Which lines of the listing below contain the word "phone"? Copy each of them.

┄┄┄┄┄┄┄┄┄┄

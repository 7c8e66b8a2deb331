// ── Built-in demo dataset ──
//
// Used when the local backend has no dataset file yet. Small enough to
// page through by hand, with one establishment that owns no buses.

use std::sync::Arc;

use chrono::{NaiveDate, NaiveTime};

use super::Snapshot;
use crate::model::{
    Bus, Driver, EntityId, Establishment, Parent, ParentStudentLink, Route, Student, Trip,
    TripDirection, TripStatus,
};

fn id(raw: u64) -> EntityId {
    EntityId::new(raw)
}

fn some(raw: u64) -> Option<EntityId> {
    Some(EntityId::new(raw))
}

fn day(d: u32) -> NaiveDate {
    NaiveDate::from_ymd_opt(2026, 9, d).unwrap_or_default()
}

fn at(h: u32, m: u32) -> NaiveTime {
    NaiveTime::from_hms_opt(h, m, 0).unwrap_or_default()
}

fn establishment(raw: u64, name: &str, address: &str, city: &str) -> Establishment {
    Establishment {
        id: id(raw),
        name: name.into(),
        address: address.into(),
        city: city.into(),
        phone: None,
    }
}

fn bus(raw: u64, plate: &str, make: &str, capacity: u32, est: u64, driver: Option<u64>) -> Bus {
    Bus {
        id: id(raw),
        plate_number: plate.into(),
        make: make.into(),
        model: None,
        capacity,
        establishment_id: some(est),
        driver_id: driver.map(EntityId::new),
    }
}

fn driver(raw: u64, first: &str, last: &str, license: &str, est: u64) -> Driver {
    Driver {
        id: id(raw),
        first_name: first.into(),
        last_name: last.into(),
        email: format!("{}.{}@schoolbus.ma", first.to_lowercase(), last.to_lowercase()),
        phone: None,
        license_number: Some(license.into()),
        establishment_id: some(est),
        deleted_at: None,
    }
}

fn parent(raw: u64, first: &str, last: &str, phone: &str) -> Parent {
    Parent {
        id: id(raw),
        first_name: first.into(),
        last_name: last.into(),
        email: format!("{}.{}@example.ma", first.to_lowercase(), last.to_lowercase()),
        phone: Some(phone.into()),
        deleted_at: None,
    }
}

fn student(raw: u64, first: &str, last: &str, grade: &str, est: u64, route: u64) -> Student {
    Student {
        id: id(raw),
        first_name: first.into(),
        last_name: last.into(),
        grade: Some(grade.into()),
        establishment_id: some(est),
        route_id: some(route),
        deleted_at: None,
    }
}

fn route(raw: u64, name: &str, est: u64, stops: &[&str]) -> Route {
    Route {
        id: id(raw),
        name: name.into(),
        establishment_id: some(est),
        stops: stops.iter().map(|s| (*s).to_owned()).collect(),
    }
}

fn trip(raw: u64, route: u64, bus: u64, driver: u64, date: NaiveDate, dir: TripDirection) -> Trip {
    Trip {
        id: id(raw),
        route_id: some(route),
        bus_id: some(bus),
        driver_id: some(driver),
        date,
        departure_time: match dir {
            TripDirection::Pickup => at(7, 15),
            TripDirection::Dropoff => at(16, 30),
        },
        direction: dir,
        status: TripStatus::Scheduled,
    }
}

/// The demo dataset.
pub fn snapshot() -> Snapshot {
    use TripDirection::{Dropoff, Pickup};

    Snapshot {
        establishments: Arc::new(vec![
            establishment(1, "Collège Belorado", "12 rue des Lilas", "Rabat"),
            establishment(2, "Lycée Ibn Sina", "4 avenue Hassan II", "Salé"),
            establishment(3, "École Al Amal", "27 boulevard Zerktouni", "Casablanca"),
        ]),
        buses: Arc::new(vec![
            bus(1, "1234-A-6", "Mercedes", 45, 1, Some(1)),
            bus(2, "5678-B-6", "Iveco", 35, 1, Some(2)),
            bus(3, "9012-A-1", "Volvo", 50, 1, None),
            bus(4, "3456-D-1", "Renault", 30, 1, None),
            bus(5, "7890-H-6", "Isuzu", 28, 3, Some(3)),
            bus(6, "2468-A-6", "Scania", 52, 3, None),
            bus(7, "1357-W-6", "Hyundai", 40, 3, None),
        ]),
        drivers: Arc::new(vec![
            driver(1, "Youssef", "Benali", "P-448812", 1),
            driver(2, "Karim", "Tazi", "P-113094", 1),
            driver(3, "Samir", "Alaoui", "P-902771", 3),
        ]),
        parents: Arc::new(vec![
            parent(1, "Fatima", "Zahra", "0612345678"),
            parent(2, "Mohammed", "Idrissi", "0623456789"),
            parent(3, "Nadia", "Cherkaoui", "0634567890"),
            parent(4, "Hassan", "Bennani", "0645678901"),
        ]),
        students: Arc::new(vec![
            student(1, "Amine", "Zahra", "6ème", 1, 1),
            student(2, "Salma", "Zahra", "4ème", 1, 1),
            student(3, "Omar", "Idrissi", "5ème", 1, 2),
            student(4, "Yasmine", "Cherkaoui", "3ème", 1, 2),
            student(5, "Ilyas", "Cherkaoui", "6ème", 1, 1),
            student(6, "Rania", "Bennani", "CM2", 3, 3),
            student(7, "Adam", "Fassi", "CM1", 3, 3),
            student(8, "Lina", "Berrada", "CE2", 3, 3),
            student(9, "Mehdi", "Kettani", "4ème", 1, 2),
            student(10, "Sara", "Lahlou", "CM2", 3, 3),
            student(11, "Ayoub", "Lahlou", "CE1", 3, 3),
            student(12, "Hiba", "Sqalli", "5ème", 1, 1),
        ]),
        routes: Arc::new(vec![
            route(1, "Circuit Nord", 1, &["Agdal", "Hassan", "Océan"]),
            route(2, "Circuit Sud", 1, &["Souissi", "Hay Riad"]),
            route(3, "Circuit Centre", 3, &["Maârif", "Gauthier", "Racine"]),
        ]),
        trips: Arc::new(vec![
            trip(1, 1, 1, 1, day(7), Pickup),
            trip(2, 1, 1, 1, day(7), Dropoff),
            trip(3, 2, 2, 2, day(7), Pickup),
            trip(4, 3, 5, 3, day(7), Pickup),
        ]),
        parent_students: Arc::new(vec![
            ParentStudentLink::new(id(1), id(1)),
            ParentStudentLink::new(id(1), id(2)),
            ParentStudentLink::new(id(2), id(3)),
            ParentStudentLink::new(id(3), id(4)),
            ParentStudentLink::new(id(3), id(5)),
            ParentStudentLink::new(id(4), id(6)),
        ]),
    }
}
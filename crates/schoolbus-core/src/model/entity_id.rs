// ── Core identity type ──
//
// Every record carries an integer id, unique within its own collection.

use serde::{Deserialize, Serialize};
use std::fmt;
use std::num::ParseIntError;
use std::str::FromStr;

/// Identifier of a record within its collection.
#[derive(
    Debug, Clone, Copy, Default, PartialEq, Eq, PartialOrd, Ord, Hash, Serialize, Deserialize,
)]
#[serde(transparent)]
pub struct EntityId(u64);

impl EntityId {
    pub const fn new(raw: u64) -> Self {
        Self(raw)
    }

    pub const fn get(self) -> u64 {
        self.0
    }

    /// Next local identity: `max(ids) + 1`, or `1` for an empty collection.
    pub fn next_after<I>(ids: I) -> Self
    where
        I: IntoIterator<Item = EntityId>,
    {
        let max = ids.into_iter().map(EntityId::get).max().unwrap_or(0);
        Self(max.saturating_add(1))
    }
}

impl fmt::Display for EntityId {
    fn fmt(&self, f: &mut fmt::Formatter<'_>) -> fmt::Result {
        write!(f, "{}", self.0)
    }
}

impl FromStr for EntityId {
    type Err = ParseIntError;

    fn from_str(s: &str) -> Result<Self, Self::Err> {
        s.trim().parse().map(Self)
    }
}

impl From<u64> for EntityId {
    fn from(raw: u64) -> Self {
        Self(raw)
    }
}
// ── Reactive snapshot stream ──
//
// Subscription type for consuming snapshot replacements from the DataStore.

use std::pin::Pin;
use std::sync::Arc;
use std::task::{Context, Poll};

use futures_core::Stream;
use tokio::sync::watch;
use tokio_stream::wrappers::WatchStream;

use crate::store::Snapshot;

/// A subscription to the store's snapshot.
///
/// Provides point-in-time access and change notification via
/// [`changed`](Self::changed) or by converting into a `Stream`.
pub struct SnapshotStream {
    current: Arc<Snapshot>,
    receiver: watch::Receiver<Arc<Snapshot>>,
}

impl SnapshotStream {
    pub(crate) fn new(receiver: watch::Receiver<Arc<Snapshot>>) -> Self {
        let current = receiver.borrow().clone();
        Self { current, receiver }
    }

    /// Snapshot captured at creation time (or at the last `changed`).
    pub fn current(&self) -> &Arc<Snapshot> {
        &self.current
    }

    /// Latest published snapshot.
    pub fn latest(&self) -> Arc<Snapshot> {
        self.receiver.borrow().clone()
    }

    /// Wait for the next replacement. `None` once the store is dropped.
    pub async fn changed(&mut self) -> Option<Arc<Snapshot>> {
        self.receiver.changed().await.ok()?;
        let snap = self.receiver.borrow_and_update().clone();
        self.current = Arc::clone(&snap);
        Some(snap)
    }

    pub fn into_stream(self) -> SnapshotWatchStream {
        SnapshotWatchStream {
            inner: WatchStream::new(self.receiver),
        }
    }
}

/// `Stream` adapter yielding each published snapshot.
pub struct SnapshotWatchStream {
    inner: WatchStream<Arc<Snapshot>>,
}

impl Stream for SnapshotWatchStream {
    type Item = Arc<Snapshot>;

    fn poll_next(mut self: Pin<&mut Self>, cx: &mut Context<'_>) -> Poll<Option<Self::Item>> {
        Pin::new(&mut self.inner).poll_next(cx)
    }
}

#[cfg(test)]
#[allow(clippy::unwrap_used)]
mod tests {
    use futures_util::StreamExt;

    use crate::store::{DataStore, Snapshot, demo};

    #[tokio::test]
    async fn stream_yields_current_then_replacements() {
        let store = DataStore::with_snapshot(demo::snapshot());
        let mut stream = store.subscribe().into_stream();

        let first = stream.next().await.unwrap();
        assert_eq!(first.buses.len(), 7);

        store.publish(Snapshot::default());
        let second = stream.next().await.unwrap();
        assert!(second.buses.is_empty());
    }

    #[tokio::test]
    async fn changed_advances_current() {
        let store = DataStore::with_snapshot(demo::snapshot());
        let mut sub = store.subscribe();
        assert_eq!(sub.current().buses.len(), 7);

        store.publish(Snapshot::default());
        let next = sub.changed().await.unwrap();
        assert!(next.buses.is_empty());
        assert!(sub.current().buses.is_empty());
        assert!(sub.latest().buses.is_empty());
    }
}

┄┄┄┄┄┄┄┄┄┄

*WRITTEN SOLUTION*
        phone: None,
        phone: None,
fn parent(raw: u64, first: &str, last: &str, phone: &str) -> Parent {
        phone: Some(phone.into()),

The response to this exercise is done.